土日のアルバイトは生活費の補填が目的だが、競馬を断つためという意味もある。
「土日はラジオ日本とテレビ東京、フジテレビで競馬中継をやっているんです。もう競馬は懲り懲りだけど変な虫が湧かないとも限らない。土日も働いていれば触れなくて済むと思うので」
アルバイトは宅配寿司店のデリバリー。三輪スクーターであちこちに出前するのが仕事。時給は1,000円。勤務時間は正午から夕方5時までなので帰宅するのは5時半頃。この時間なら最終レースも終わっているので競馬のことは考えない。
「身体の方は今のところ大丈夫みたいです。金曜日は早寝してアルバイトに行く1時間前まで寝ています。日曜日も同じ。疲れるなんて暢気なこと言っていられないですから」
会社は特別な事情があり、業務に関係しないものであれば副業を認めているので奨学金返済のためと偽って許可をもらった。
「競馬で作った借金を返すためなんて言えないでしょ。上司は大変だなあと同情してくれていますよ」
アルバイトの収入は4週8回やって3万2,000円。祝日のある月は追加で働いているから4万円ということもある。この副収入があるから多額の借金返済をしながらも人並みに暮らせているわけだ。
「今は競馬とはまったく無縁です。絶対に首を突っ込まないようにしています」
“競馬を楽しもう”…CMを目にした高野さんの「率直な思い」
会社にはお遊び程度で競馬をやっている人が何人かおり、大きなレースの前にはスポーツ新聞を見ながらああだこうだと話しているが、そういう話題には入らないように気を付けている。
テレビのバラエティー番組に人気ジョッキーが出ていたり、夜のスポーツニュースで明日は天皇賞、菊花賞という話題になったらチャンネルを変えるか、テレビの電源を切るかして目に入ってこないようにしている。
「つい先日も平成時代を回顧するみたいな番組があって、その中でオグリキャップの出現で競馬はギャンブルからスポーツに昇華したみたいなことを話していたんです。
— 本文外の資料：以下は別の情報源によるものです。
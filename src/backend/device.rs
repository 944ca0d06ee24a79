// Graphics device - Core GPU interface
//
// Responsibilities:
// - Instance creation with optional validation layers
// - Surface creation (needed before a GPU can be judged)
// - Physical device selection (graphics + present on one family)
// - Logical device + queue creation
// - Memory allocator setup

use anyhow::{Context, Result};
use ash::{vk, Entry};
use gpu_allocator::vulkan::{Allocator, AllocatorCreateDesc};
use parking_lot::{Mutex, MutexGuard};
use raw_window_handle::{HasDisplayHandle, HasWindowHandle};
use std::ffi::{CStr, CString};
use std::mem::ManuallyDrop;
use std::sync::Arc;

use super::Surface;

const VALIDATION_LAYER: &CStr = c"VK_LAYER_KHRONOS_validation";
const ENGINE_NAME: &CStr = c"Quad Renderer";

/// Vulkan device wrapper with automatic cleanup
pub struct GraphicsDevice {
    // Dropped by hand before the device goes away
    allocator: ManuallyDrop<Mutex<Allocator>>,

    pub device: ash::Device,
    pub physical_device: vk::PhysicalDevice,
    pub surface: Surface,
    pub instance: ash::Instance,
    _entry: Entry,

    pub graphics_queue: vk::Queue,
    pub graphics_queue_family: u32,

    debug_utils: Option<(ash::ext::debug_utils::Instance, vk::DebugUtilsMessengerEXT)>,
}

impl GraphicsDevice {
    /// Create the instance, surface and device for `window`.
    ///
    /// # Arguments
    /// * `app_name` - Application name reported to the driver
    /// * `window` - Window the surface is created for
    /// * `enable_validation` - Enable the Khronos validation layer if installed
    pub fn new<W>(app_name: &str, window: &W, enable_validation: bool) -> Result<Arc<Self>>
    where
        W: HasWindowHandle + HasDisplayHandle,
    {
        log::info!("Creating Vulkan device: {}", app_name);

        let entry = unsafe { Entry::load() }
            .context("Failed to load Vulkan library. Is Vulkan installed?")?;

        let display_handle = window
            .display_handle()
            .context("Failed to get display handle")?
            .as_raw();
        let validation = enable_validation && Self::validation_available(&entry)?;
        let instance = Self::create_instance(&entry, app_name, display_handle, validation)?;

        let debug_utils = if validation {
            Some(Self::setup_debug_messenger(&entry, &instance)?)
        } else {
            None
        };

        let surface = Surface::new(&entry, &instance, window)?;

        let (physical_device, graphics_queue_family) =
            Self::pick_physical_device(&instance, &surface)?;

        // The queue can only be fetched from an existing device
        let device = Self::create_logical_device(&instance, physical_device, graphics_queue_family)?;
        let graphics_queue = unsafe { device.get_device_queue(graphics_queue_family, 0) };

        let properties = unsafe { instance.get_physical_device_properties(physical_device) };

        log::info!(
            "Selected GPU: {}",
            unsafe { CStr::from_ptr(properties.device_name.as_ptr()) }.to_string_lossy()
        );
        log::info!(
            "API Version: {}.{}.{}",
            vk::api_version_major(properties.api_version),
            vk::api_version_minor(properties.api_version),
            vk::api_version_patch(properties.api_version)
        );
        log::info!("Graphics queue family: {}", graphics_queue_family);

        let allocator = Allocator::new(&AllocatorCreateDesc {
            instance: instance.clone(),
            device: device.clone(),
            physical_device,
            debug_settings: Default::default(),
            buffer_device_address: false,
            allocation_sizes: Default::default(),
        })
        .context("Failed to create memory allocator")?;

        Ok(Arc::new(Self {
            allocator: ManuallyDrop::new(Mutex::new(allocator)),
            device,
            physical_device,
            surface,
            instance,
            _entry: entry,
            graphics_queue,
            graphics_queue_family,
            debug_utils,
        }))
    }

    fn validation_available(entry: &Entry) -> Result<bool> {
        let layers = unsafe { entry.enumerate_instance_layer_properties() }
            .context("Failed to enumerate instance layers")?;

        let found = layers.iter().any(|layer| {
            (unsafe { CStr::from_ptr(layer.layer_name.as_ptr()) }) == VALIDATION_LAYER
        });

        if found {
            log::info!("Validation layer found: {}", VALIDATION_LAYER.to_string_lossy());
        } else {
            log::warn!(
                "{} requested but not installed, continuing without it",
                VALIDATION_LAYER.to_string_lossy()
            );
        }
        Ok(found)
    }

    fn create_instance(
        entry: &Entry,
        app_name: &str,
        display_handle: raw_window_handle::RawDisplayHandle,
        enable_validation: bool,
    ) -> Result<ash::Instance> {
        let app_name_cstr = CString::new(app_name)?;

        let app_info = vk::ApplicationInfo::default()
            .application_name(&app_name_cstr)
            .application_version(vk::make_api_version(0, 1, 0, 0))
            .engine_name(ENGINE_NAME)
            .engine_version(vk::make_api_version(0, 1, 0, 0))
            .api_version(vk::API_VERSION_1_0);

        // Surface + the platform surface extension for this display
        let mut extensions = ash_window::enumerate_required_extensions(display_handle)
            .context("Unsupported display for Vulkan presentation")?
            .to_vec();

        if enable_validation {
            extensions.push(ash::ext::debug_utils::NAME.as_ptr());
        }

        let layer_names = if enable_validation {
            vec![VALIDATION_LAYER.as_ptr()]
        } else {
            vec![]
        };

        let create_info = vk::InstanceCreateInfo::default()
            .application_info(&app_info)
            .enabled_extension_names(&extensions)
            .enabled_layer_names(&layer_names);

        let instance = unsafe { entry.create_instance(&create_info, None) }
            .context("Failed to create Vulkan instance")?;

        log::info!("Instance created");
        Ok(instance)
    }

    fn setup_debug_messenger(
        entry: &Entry,
        instance: &ash::Instance,
    ) -> Result<(ash::ext::debug_utils::Instance, vk::DebugUtilsMessengerEXT)> {
        let debug_utils = ash::ext::debug_utils::Instance::new(entry, instance);

        let create_info = vk::DebugUtilsMessengerCreateInfoEXT::default()
            .message_severity(
                vk::DebugUtilsMessageSeverityFlagsEXT::WARNING
                    | vk::DebugUtilsMessageSeverityFlagsEXT::ERROR,
            )
            .message_type(
                vk::DebugUtilsMessageTypeFlagsEXT::GENERAL
                    | vk::DebugUtilsMessageTypeFlagsEXT::VALIDATION
                    | vk::DebugUtilsMessageTypeFlagsEXT::PERFORMANCE,
            )
            .pfn_user_callback(Some(debug_callback));

        let messenger = unsafe { debug_utils.create_debug_utils_messenger(&create_info, None) }
            .context("Failed to create debug messenger")?;

        Ok((debug_utils, messenger))
    }

    fn pick_physical_device(
        instance: &ash::Instance,
        surface: &Surface,
    ) -> Result<(vk::PhysicalDevice, u32)> {
        let devices = unsafe { instance.enumerate_physical_devices() }
            .context("Failed to enumerate physical devices")?;

        if devices.is_empty() {
            anyhow::bail!("No Vulkan-capable GPU found");
        }

        let mut best_device = None;
        let mut best_score = 0;

        for device in devices {
            let props = unsafe { instance.get_physical_device_properties(device) };
            let queue_families =
                unsafe { instance.get_physical_device_queue_family_properties(device) };

            let graphics_family = find_graphics_queue_family(&queue_families, |index| {
                surface.supports_present(device, index).unwrap_or(false)
            });

            let name = unsafe { CStr::from_ptr(props.device_name.as_ptr()) }.to_string_lossy();
            let Some(graphics_family) = graphics_family else {
                log::debug!("Skipping {}: no graphics queue that can present", name);
                continue;
            };

            let score = device_type_score(props.device_type);
            log::debug!("Candidate GPU {} ({:?}), score {}", name, props.device_type, score);

            if score > best_score {
                best_score = score;
                best_device = Some((device, graphics_family));
            }
        }

        best_device.ok_or_else(|| anyhow::anyhow!("No suitable GPU found"))
    }

    fn create_logical_device(
        instance: &ash::Instance,
        physical_device: vk::PhysicalDevice,
        graphics_queue_family: u32,
    ) -> Result<ash::Device> {
        let queue_priorities = [1.0];
        let queue_create_info = vk::DeviceQueueCreateInfo::default()
            .queue_family_index(graphics_queue_family)
            .queue_priorities(&queue_priorities);

        let extensions = [ash::khr::swapchain::NAME.as_ptr()];

        let create_info = vk::DeviceCreateInfo::default()
            .queue_create_infos(std::slice::from_ref(&queue_create_info))
            .enabled_extension_names(&extensions);

        let device = unsafe { instance.create_device(physical_device, &create_info, None) }
            .context("Failed to create logical device")?;

        log::info!("Device created");
        Ok(device)
    }

    /// Exclusive access to the memory allocator
    pub fn allocator(&self) -> MutexGuard<'_, Allocator> {
        self.allocator.lock()
    }

    /// Wait for device to be idle (e.g., before cleanup)
    pub fn wait_idle(&self) -> Result<()> {
        unsafe { self.device.device_wait_idle() }.context("Failed to wait for device idle")?;
        Ok(())
    }
}

impl Drop for GraphicsDevice {
    fn drop(&mut self) {
        log::info!("Destroying Vulkan device...");

        let _ = self.wait_idle();

        unsafe {
            // Allocator frees its memory blocks through the device
            ManuallyDrop::drop(&mut self.allocator);

            self.device.destroy_device(None);
            self.surface.destroy();

            if let Some((debug_utils, messenger)) = self.debug_utils.take() {
                debug_utils.destroy_debug_utils_messenger(messenger, None);
            }

            self.instance.destroy_instance(None);
        }
    }
}

/// Preference order used when several GPUs qualify
pub fn device_type_score(device_type: vk::PhysicalDeviceType) -> u32 {
    match device_type {
        vk::PhysicalDeviceType::DISCRETE_GPU => 1000,
        vk::PhysicalDeviceType::INTEGRATED_GPU => 100,
        vk::PhysicalDeviceType::VIRTUAL_GPU => 10,
        _ => 1,
    }
}

/// First queue family that supports graphics and can present
pub fn find_graphics_queue_family(
    families: &[vk::QueueFamilyProperties],
    mut supports_present: impl FnMut(u32) -> bool,
) -> Option<u32> {
    families
        .iter()
        .enumerate()
        .filter(|(_, props)| props.queue_count > 0)
        .filter(|(_, props)| props.queue_flags.contains(vk::QueueFlags::GRAPHICS))
        .map(|(i, _)| i as u32)
        .find(|&i| supports_present(i))
}

// Debug callback for validation layers
unsafe extern "system" fn debug_callback(
    message_severity: vk::DebugUtilsMessageSeverityFlagsEXT,
    _message_type: vk::DebugUtilsMessageTypeFlagsEXT,
    p_callback_data: *const vk::DebugUtilsMessengerCallbackDataEXT<'_>,
    _p_user_data: *mut std::ffi::c_void,
) -> vk::Bool32 {
    if p_callback_data.is_null() || (*p_callback_data).p_message.is_null() {
        return vk::FALSE;
    }
    let message = CStr::from_ptr((*p_callback_data).p_message);

    match message_severity {
        vk::DebugUtilsMessageSeverityFlagsEXT::ERROR => {
            log::error!("[Vulkan] {}", message.to_string_lossy());
        }
        vk::DebugUtilsMessageSeverityFlagsEXT::WARNING => {
            log::warn!("[Vulkan] {}", message.to_string_lossy());
        }
        _ => {
            log::debug!("[Vulkan] {}", message.to_string_lossy());
        }
    }

    vk::FALSE
}

#[cfg(test)]
mod tests {
    use super::*;

    fn family(flags: vk::QueueFlags, count: u32) -> vk::QueueFamilyProperties {
        vk::QueueFamilyProperties {
            queue_flags: flags,
            queue_count: count,
            ..Default::default()
        }
    }

    #[test]
    fn discrete_beats_integrated_beats_cpu() {
        let discrete = device_type_score(vk::PhysicalDeviceType::DISCRETE_GPU);
        let integrated = device_type_score(vk::PhysicalDeviceType::INTEGRATED_GPU);
        let virtual_gpu = device_type_score(vk::PhysicalDeviceType::VIRTUAL_GPU);
        let cpu = device_type_score(vk::PhysicalDeviceType::CPU);

        assert!(discrete > integrated);
        assert!(integrated > virtual_gpu);
        assert!(virtual_gpu > cpu);
        assert!(cpu > 0);
    }

    #[test]
    fn picks_first_graphics_family() {
        let families = [
            family(vk::QueueFlags::TRANSFER, 1),
            family(vk::QueueFlags::GRAPHICS | vk::QueueFlags::COMPUTE, 4),
            family(vk::QueueFlags::GRAPHICS, 1),
        ];
        assert_eq!(find_graphics_queue_family(&families, |_| true), Some(1));
    }

    #[test]
    fn skips_families_that_cannot_present() {
        let families = [
            family(vk::QueueFlags::GRAPHICS, 1),
            family(vk::QueueFlags::GRAPHICS, 1),
        ];
        assert_eq!(find_graphics_queue_family(&families, |i| i == 1), Some(1));
    }

    #[test]
    fn compute_only_device_has_no_family() {
        let families = [
            family(vk::QueueFlags::COMPUTE, 2),
            family(vk::QueueFlags::GRAPHICS, 0),
        ];
        assert_eq!(find_graphics_queue_family(&families, |_| true), None);
    }
}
それは違うだろと思った。お金を賭けるわけだから博打だよ」
重賞レースが近付くと中央競馬会がテレビCMを流し、競馬を楽しもうなんて言っているが「ふざけるなよ、馬鹿」と思う。
「正社員で働いているから少ないけど賞与は出ます。去年夏の賞与は滞納した家賃を肩代わりしてくれた父への弁済と、今のアパートへの引っ越し代でほとんど使ってしまいました。副業の収入を生活費の足しにすれば十分なので、去年の暮れは賞与もほぼ全額繰り上げ返済に回しました」
しかし、順調に返済したとしても総額は430万円以上になる計算、とんでもない無駄金だと思う。
「もし、同じ額を貯金していたらなと想像してしまいますね。将来マンションを買うことになったら頭金としては十分な金額だ。資格取得のための学費に充ててもいい。老後に備えて個人年金に加入するのもありだな……。こんな風に考えちゃいますよ」
これまでに返済したのは19回分で228万円。ようやく半分返したところだが、まだ17回、204万円の借金を抱えている。
「競馬は勝っても負けても泥沼に落ちる可能性が高いと思います。勝っているときはもっと勝ちたいとお金を注ぎ込みますし、負けているときは取り返したいとオッズの高い馬券を買うようになるから」
今になって分かったのは、苦しい思いや後悔、不愉快な緊張感をお金で買っていたということ。いかに愚かだったかと反省しても費やしたお金と時間は戻ってこない。